START Entries shown
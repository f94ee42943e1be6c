//! Shared on/off switch for speculative loading.

use std::sync::Arc;
use std::sync::atomic::{AtomicBool, Ordering};

use lowtide_core::{Error, Result};

/// Whether caches and loaders may fetch ahead of what was asked for.
///
/// Clones share one flag, so a single gate can be handed to every cache and
/// loader and flipped from the power profile. A new gate is open.
#[derive(Debug, Clone)]
pub struct PrefetchGate {
    enabled: Arc<AtomicBool>,
}

impl PrefetchGate {
    /// An open gate.
    #[must_use]
    pub fn new() -> Self {
        Self::with_enabled(true)
    }

    /// A gate starting in the given state.
    #[must_use]
    pub fn with_enabled(enabled: bool) -> Self {
        Self {
            enabled: Arc::new(AtomicBool::new(enabled)),
        }
    }

    /// Open or close the gate. Returns the previous state.
    pub fn set_enabled(&self, enabled: bool) -> bool {
        let previous = self.enabled.swap(enabled, Ordering::SeqCst);
        if previous != enabled {
            tracing::debug!(enabled, "prefetch gate changed");
        }
        previous
    }

    /// Whether prefetching is currently allowed.
    #[must_use]
    pub fn is_enabled(&self) -> bool {
        self.enabled.load(Ordering::SeqCst)
    }

    /// `FeatureDisabled` while the gate is closed.
    pub fn check(&self) -> Result<()> {
        if self.is_enabled() {
            Ok(())
        } else {
            Err(Error::feature_disabled("prefetch"))
        }
    }
}

impl Default for PrefetchGate {
    fn default() -> Self {
        Self::new()
    }
}

#[cfg(test)]
mod tests {
    use super::*;

    #[test]
    fn clones_share_the_flag() {
        let gate = PrefetchGate::new();
        let other = gate.clone();
        assert!(other.check().is_ok());

        assert!(gate.set_enabled(false));
        assert!(!other.is_enabled());
        assert!(matches!(
            other.check(),
            Err(Error::FeatureDisabled { feature }) if feature == "prefetch"
        ));
    }
}
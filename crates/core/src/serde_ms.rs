//! Serialize a [`Duration`] as integer milliseconds.
//!
//! ```rust,ignore
//! #[serde(with = "lowtide_core::serde_ms")]
//! pub sync_interval: Duration,
//! ```

use std::time::Duration;

use serde::{Deserialize, Deserializer, Serializer};

/// Serialize as milliseconds.
pub fn serialize<S: Serializer>(value: &Duration, serializer: S) -> Result<S::Ok, S::Error> {
    serializer.serialize_u64(value.as_millis() as u64)
}

/// Deserialize from milliseconds.
pub fn deserialize<'de, D: Deserializer<'de>>(deserializer: D) -> Result<Duration, D::Error> {
    u64::deserialize(deserializer).map(Duration::from_millis)
}

/// Same encoding for `Option<Duration>`.
pub mod option {
    use std::time::Duration;

    use serde::{Deserialize, Deserializer, Serializer};

    /// Serialize as optional milliseconds.
    pub fn serialize<S: Serializer>(
        value: &Option<Duration>,
        serializer: S,
    ) -> Result<S::Ok, S::Error> {
        match value {
            Some(d) => serializer.serialize_some(&(d.as_millis() as u64)),
            None => serializer.serialize_none(),
        }
    }

    /// Deserialize from optional milliseconds.
    pub fn deserialize<'de, D: Deserializer<'de>>(
        deserializer: D,
    ) -> Result<Option<Duration>, D::Error> {
        Ok(Option::<u64>::deserialize(deserializer)?.map(Duration::from_millis))
    }
}

#[cfg(test)]
mod tests {
    use std::time::Duration;

    use serde::{Deserialize, Serialize};

    #[derive(Debug, PartialEq, Serialize, Deserialize)]
    struct Probe {
        #[serde(with = "crate::serde_ms")]
        every: Duration,
        #[serde(with = "crate::serde_ms::option", default)]
        window: Option<Duration>,
    }

    #[test]
    fn durations_are_plain_millis() {
        let probe = Probe {
            every: Duration::from_secs(2),
            window: Some(Duration::from_millis(250)),
        };
        let json = serde_json::to_string(&probe).unwrap();
        assert_eq!(json, r#"{"every":2000,"window":250}"#);
        let back: Probe = serde_json::from_str(r#"{"every":1500}"#).unwrap();
        assert_eq!(back.every, Duration::from_millis(1500));
        assert_eq!(back.window, None);
    }
}
// ---------------------------------------------------------------------------
// LazyResourceLoader
// ---------------------------------------------------------------------------

struct Slot<T> {
    item: LoadableItem<T>,
    status: LoadStatus,
    attempts: u32,
    error: Option<Error>,
    visible: bool,
    queued: bool,
    seq: u64,
}

/// Loads registered items on demand or from a priority queue.
///
/// Visible items jump the queue, then higher priority wins, then
/// registration order. A request for an item that is already loading awaits
/// the running load instead of starting another.
pub struct LazyResourceLoader<T> {
    config: LoaderConfig,
    fetcher: Option<Arc<dyn UrlFetcher<T>>>,
    gate: PrefetchGate,
    slots: Mutex<HashMap<String, Slot<T>>>,
    cache: Mutex<IndexMap<String, T>>,
    in_flight: DashMap<String, SharedItem<T>>,
    permits: Semaphore,
    next_seq: AtomicU64,
    shutdown: CancellationToken,
    ticker: Mutex<Option<CancellationToken>>,
    events: EventBus<LoaderEvent>,
}
//! Outbound hooks that apply a profile to the rest of the app.
//!
//! Hooks run in priority order (lower number = earlier). Hook errors are
//! logged but never propagated: a broken hook cannot stop a profile change.

use std::sync::Arc;

use parking_lot::RwLock;

use lowtide_core::Result;

use crate::profile::{Feature, PowerProfile};

/// Receives profile changes, e.g. to stop animations or pause uploads.
pub trait ProfileHook: Send + Sync {
    /// Human-readable name for this hook.
    fn name(&self) -> &str;

    /// Priority (lower = runs first). Default: 100.
    fn priority(&self) -> u32 {
        100
    }

    /// Called with the newly active profile.
    fn apply_profile(&self, profile: &PowerProfile) -> Result<()>;

    /// Called with the features the change switched off.
    fn disable_features(&self, _features: &[Feature]) -> Result<()> {
        Ok(())
    }
}

/// Priority-ordered set of [`ProfileHook`]s.
#[derive(Default)]
pub(crate) struct HookRegistry {
    hooks: RwLock<Vec<Arc<dyn ProfileHook>>>,
}

impl HookRegistry {
    pub(crate) fn register(&self, hook: Arc<dyn ProfileHook>) {
        let mut hooks = self.hooks.write();
        hooks.push(hook);
        hooks.sort_by_key(|h| h.priority());
    }

    pub(crate) fn unregister(&self, name: &str) -> bool {
        let mut hooks = self.hooks.write();
        let before = hooks.len();
        hooks.retain(|h| h.name() != name);
        hooks.len() != before
    }

    pub(crate) fn len(&self) -> usize {
        self.hooks.read().len()
    }

    pub(crate) fn apply(&self, profile: &PowerProfile) {
        for hook in self.snapshot() {
            if let Err(e) = hook.apply_profile(profile) {
                tracing::warn!(
                    hook = hook.name(),
                    profile = %profile.kind,
                    error = %e,
                    "profile hook failed"
                );
            }
        }
    }

    pub(crate) fn disable(&self, features: &[Feature]) {
        for hook in self.snapshot() {
            if let Err(e) = hook.disable_features(features) {
                tracing::warn!(
                    hook = hook.name(),
                    ?features,
                    error = %e,
                    "disable-features hook failed"
                );
            }
        }
    }

    // Hooks are called without the lock held so they may register others.
    fn snapshot(&self) -> Vec<Arc<dyn ProfileHook>> {
        self.hooks.read().clone()
    }
}

impl std::fmt::Debug for HookRegistry {
    fn fmt(&self, f: &mut std::fmt::Formatter<'_>) -> std::fmt::Result {
        f.debug_struct("HookRegistry")
            .field("count", &self.len())
            .finish()
    }
}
END Entries shown
Copy out, in full, each line above that has the word "before" in it.

        let before = hooks.len();
        hooks.len() != before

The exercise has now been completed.